X builds an auto-lock for any profile posting about crypto for the first time. The system requires phone or email proof before the post goes live. Large accounts that suddenly switch to tokens face the hardest checks. Ownership must be verified before a post reaches the timeline. Scammers are hitting a wall.
- X implements an auto-lock and verification system for any profile posting about cryptocurrency for the first time in account history.
- Chainalysis tracked billions in 2025 losses as scammers used dormant accounts to pump tokens to a $300,000 market cap in minutes.
- Nikita Bier claims the ID wall kills the profit motive by adding friction to the factory-line execution of memecoin rug pulls.
Bier Axed the Scam Payday
Nikita Bier, X head of product, shared the lock plan Wednesday. He focused on profiles with zero crypto history. Bier noted, “We are in the process of implementing auto-locking + verification if a user posts about cryptocurrency for the first time in the history of their account.” He estimated the added friction killed the money-making logic for these crews. Bier blamed external failures for the surge. “This should kill 99% of the incentive, especially since Google isn’t doing shit to stop the phishing emails,” he wrote.

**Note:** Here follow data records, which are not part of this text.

use std::env;
use std::path::Path;

/// Environment variable names - single source of truth
pub mod env_vars {
    pub const PORT: &str = "PORT";
    pub const DATABASE_URL: &str = "DATABASE_URL";
    /// Secret used to sign session tokens. Required; the server refuses to
    /// start without it so tokens are never signed with a guessable default.
    pub const JWT_SECRET: &str = "JWT_SECRET";
}

/// Default values
pub mod defaults {
    pub const PORT: u16 = 10000;
    pub const DATABASE_URL: &str = "./.db/quicknotes.db";
}

#[derive(Clone, Debug)]
pub struct Config {
    pub port: u16,
    pub database_url: String,
    pub jwt_secret: String,
}

impl Config {
    pub fn from_env() -> Self {
        Self {
            port: env::var(env_vars::PORT)
                .unwrap_or_else(|_| defaults::PORT.to_string())
                .parse()
                .expect("PORT must be a valid number"),
            database_url: env::var(env_vars::DATABASE_URL)
                .unwrap_or_else(|_| defaults::DATABASE_URL.to_string()),
            jwt_secret: env::var(env_vars::JWT_SECRET)
                .expect("JWT_SECRET must be set"),
        }
    }
}

/// Ensure the parent directory of the database file exists so a fresh
/// checkout can boot with the default `./.db/...` path.
pub fn ensure_db_dir(database_url: &str) {
    if let Some(parent) = Path::new(database_url).parent() {
        if !parent.as_os_str().is_empty() {
            std::fs::create_dir_all(parent).ok();
        }
    }
}
//! Record of contracts known to return no data.

use std::collections::BTreeSet;

/// Contracts (or single contract/timeframe pairs) that came back empty.
///
/// Owned by the collector and handed in by the caller, so one cache can
/// span several collection runs in the same process. Anything that touches
/// it from more than one thread must wrap it in a mutex.
#[derive(Debug, Clone, Default, PartialEq)]
pub struct EmptyContractCache {
    contracts: BTreeSet<String>,
    pairs: BTreeSet<(String, String)>,
}

impl EmptyContractCache {
    pub fn new() -> Self {
        Self::default()
    }

    /// The whole contract is unusable (lookup miss).
    pub fn mark_contract(&mut self, contract_id: &str) {
        self.contracts.insert(contract_id.to_string());
    }

    /// One timeframe of the contract returned nothing.
    pub fn mark_empty(&mut self, contract_id: &str, timeframe: &str) {
        self.pairs
            .insert((contract_id.to_string(), timeframe.to_string()));
    }

    pub fn contains_contract(&self, contract_id: &str) -> bool {
        self.contracts.contains(contract_id)
    }

    pub fn should_skip(&self, contract_id: &str, timeframe: &str) -> bool {
        self.contains_contract(contract_id)
            || self
                .pairs
                .contains(&(contract_id.to_string(), timeframe.to_string()))
    }

    /// Every contract id with at least one empty result.
    pub fn contract_ids(&self) -> BTreeSet<String> {
        self.contracts
            .iter()
            .cloned()
            .chain(self.pairs.iter().map(|(id, _)| id.clone()))
            .collect()
    }

    pub fn is_empty(&self) -> bool {
        self.contracts.is_empty() && self.pairs.is_empty()
    }
}
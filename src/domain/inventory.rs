//! Data inventory: what a stitch run produced, checked against targets and
//! against the previous run.

use crate::domain::bar::{ContractFrames, SeriesSpan, StitchedSeries};
use crate::domain::shortfall::ShortfallReport;
use chrono::{DateTime, SecondsFormat, Utc};
use serde::{Deserialize, Serialize};
use std::collections::{BTreeMap, BTreeSet};

pub const DEFAULT_WARN_THRESHOLD: f64 = 0.9;

/// Timeframe → contract id → span.
pub type ContractSummary = BTreeMap<String, BTreeMap<String, SeriesSpan>>;

/// Spans of every per-contract series, keyed by timeframe first.
pub fn summarize_contracts(frames: &ContractFrames) -> ContractSummary {
    let mut summary = ContractSummary::new();
    for (contract_id, series) in frames {
        for (tf, bars) in series {
            summary
                .entry(tf.clone())
                .or_default()
                .insert(contract_id.clone(), SeriesSpan::of(bars));
        }
    }
    summary
}

#[derive(Debug, Clone, PartialEq, Serialize, Deserialize)]
pub struct DataInventory {
    pub as_of: DateTime<Utc>,
    pub days_back: Option<u32>,
    pub warn_threshold: f64,
    /// Stitched series spans. Empty timeframes are left out.
    pub timeframes: BTreeMap<String, SeriesSpan>,
    pub contracts: ContractSummary,
    pub shortfalls: ShortfallReport,
}

impl DataInventory {
    pub fn from_run(
        as_of: DateTime<Utc>,
        days_back: Option<u32>,
        warn_threshold: f64,
        stitched: &StitchedSeries,
        contracts: ContractSummary,
        shortfalls: &ShortfallReport,
    ) -> Self {
        let timeframes = stitched
            .iter()
            .filter(|(_, bars)| !bars.is_empty())
            .map(|(tf, bars)| (tf.clone(), SeriesSpan::of(bars)))
            .collect();

        Self {
            as_of,
            days_back,
            warn_threshold,
            timeframes,
            contracts,
            shortfalls: shortfalls.clone(),
        }
    }

    pub fn rows(&self, timeframe: &str) -> usize {
        self.timeframes.get(timeframe).map_or(0, |s| s.rows)
    }

    fn contract_pairs(&self) -> BTreeSet<(String, String)> {
        self.contracts
            .iter()
            .flat_map(|(tf, ids)| ids.keys().map(move |id| (tf.clone(), id.clone())))
            .collect()
    }
}

/// Previous inventory kept as the baseline for the next validation.
#[derive(Debug, Clone, PartialEq, Serialize, Deserialize)]
pub struct InventoryHistory {
    pub captured_at: DateTime<Utc>,
    pub timeframes: BTreeMap<String, usize>,
    /// Sorted (timeframe, contract id) pairs.
    pub contracts: Vec<(String, String)>,
}

impl InventoryHistory {
    pub fn from_inventory(inventory: &DataInventory, captured_at: DateTime<Utc>) -> Self {
        Self {
            captured_at,
            timeframes: inventory
                .timeframes
                .iter()
                .map(|(tf, span)| (tf.clone(), span.rows))
                .collect(),
            contracts: inventory.contract_pairs().into_iter().collect(),
        }
    }
}

/// Human-readable inventory problems. Empty means healthy.
pub fn validate_inventory(
    inventory: &DataInventory,
    target_bars: &BTreeMap<String, usize>,
    warn_threshold: f64,
    baseline: Option<&InventoryHistory>,
) -> Vec<String> {
    let mut issues = Vec::new();

    for (tf, &target) in target_bars {
        let actual = inventory.rows(tf);
        let threshold = (target as f64 * warn_threshold).floor() as usize;
        if actual < threshold {
            issues.push(format!(
                "Timeframe {tf}: {actual} bars below threshold {threshold} (target {target})"
            ));
        }

        if let Some(previous) = baseline.and_then(|b| b.timeframes.get(tf)).copied() {
            if previous > 0 && actual < previous {
                issues.push(format!(
                    "Timeframe {tf}: bar count {actual} dropped below previous {previous}"
                ));
            }
        }
    }

    if let Some(baseline) = baseline {
        let current = inventory.contract_pairs();
        let previous: BTreeSet<(String, String)> = baseline.contracts.iter().cloned().collect();

        let added: Vec<String> = current
            .difference(&previous)
            .map(|(tf, id)| format!("{tf}:{id}"))
            .collect();
        let missing: Vec<String> = previous
            .difference(&current)
            .map(|(tf, id)| format!("{tf}:{id}"))
            .collect();

        if !added.is_empty() {
            issues.push(format!("New contracts detected: {}", added.join(", ")));
        }
        if !missing.is_empty() {
            issues.push(format!("Contracts missing: {}", missing.join(", ")));
        }
    }

    issues
}

/// Multi-line summary for logs and notifications.
pub fn format_status_message(inventory: &DataInventory) -> String {
    let mut lines = vec!["TopStepAi Data Inventory".to_string()];

    for (tf, span) in &inventory.timeframes {
        lines.push(format!(
            " • {tf}: {} rows ({} → {})",
            span.rows,
            fmt_instant(span.start),
            fmt_instant(span.end)
        ));
    }

    // The header marks that targets were checked; only unmet ones are listed.
    if !inventory.shortfalls.timeframes.is_empty() {
        lines.push("Shortfalls:".to_string());
        lines.extend(
            inventory
                .shortfalls
                .shortfalls()
                .filter(|(_, e)| e.target > 0)
                .map(|(tf, e)| format!("    - {tf}: {}/{}", e.actual, e.target)),
        );
    }

    lines.join("\n")
}

fn fmt_instant(instant: Option<DateTime<Utc>>) -> String {
    instant.map_or_else(
        || "n/a".to_string(),
        |t| t.to_rfc3339_opts(SecondsFormat::Secs, true),
    )
}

Scammers grabbed logins using fake copyright alerts. They picked old accounts with recognizable names. Scammers used the names to sell junk on Pump.Fun. They pumped the chart using the account’s history and vanished. Buyers were left with nothing. The numbers are wild right now.
One reporter lost an account in 2025. The thief pushed a fake token. The coin hit a $300,000 cap in minutes. The scammer took $10,000 in profit. The loot reached Binance via fast laundering. Chainalysis staff noted that eyes moved charts better than dark wallets.
Dormant Accounts Weaponized
Hackers treated quiet accounts as tools. Dead profiles had no behavioral red flags. They stayed quiet for years. Owners rarely noticed a login before the rug finished. Chainalysis tracked billions in losses during 2025. Memecoin junk drained the sector. Scammers used these profiles to bypass automated filters.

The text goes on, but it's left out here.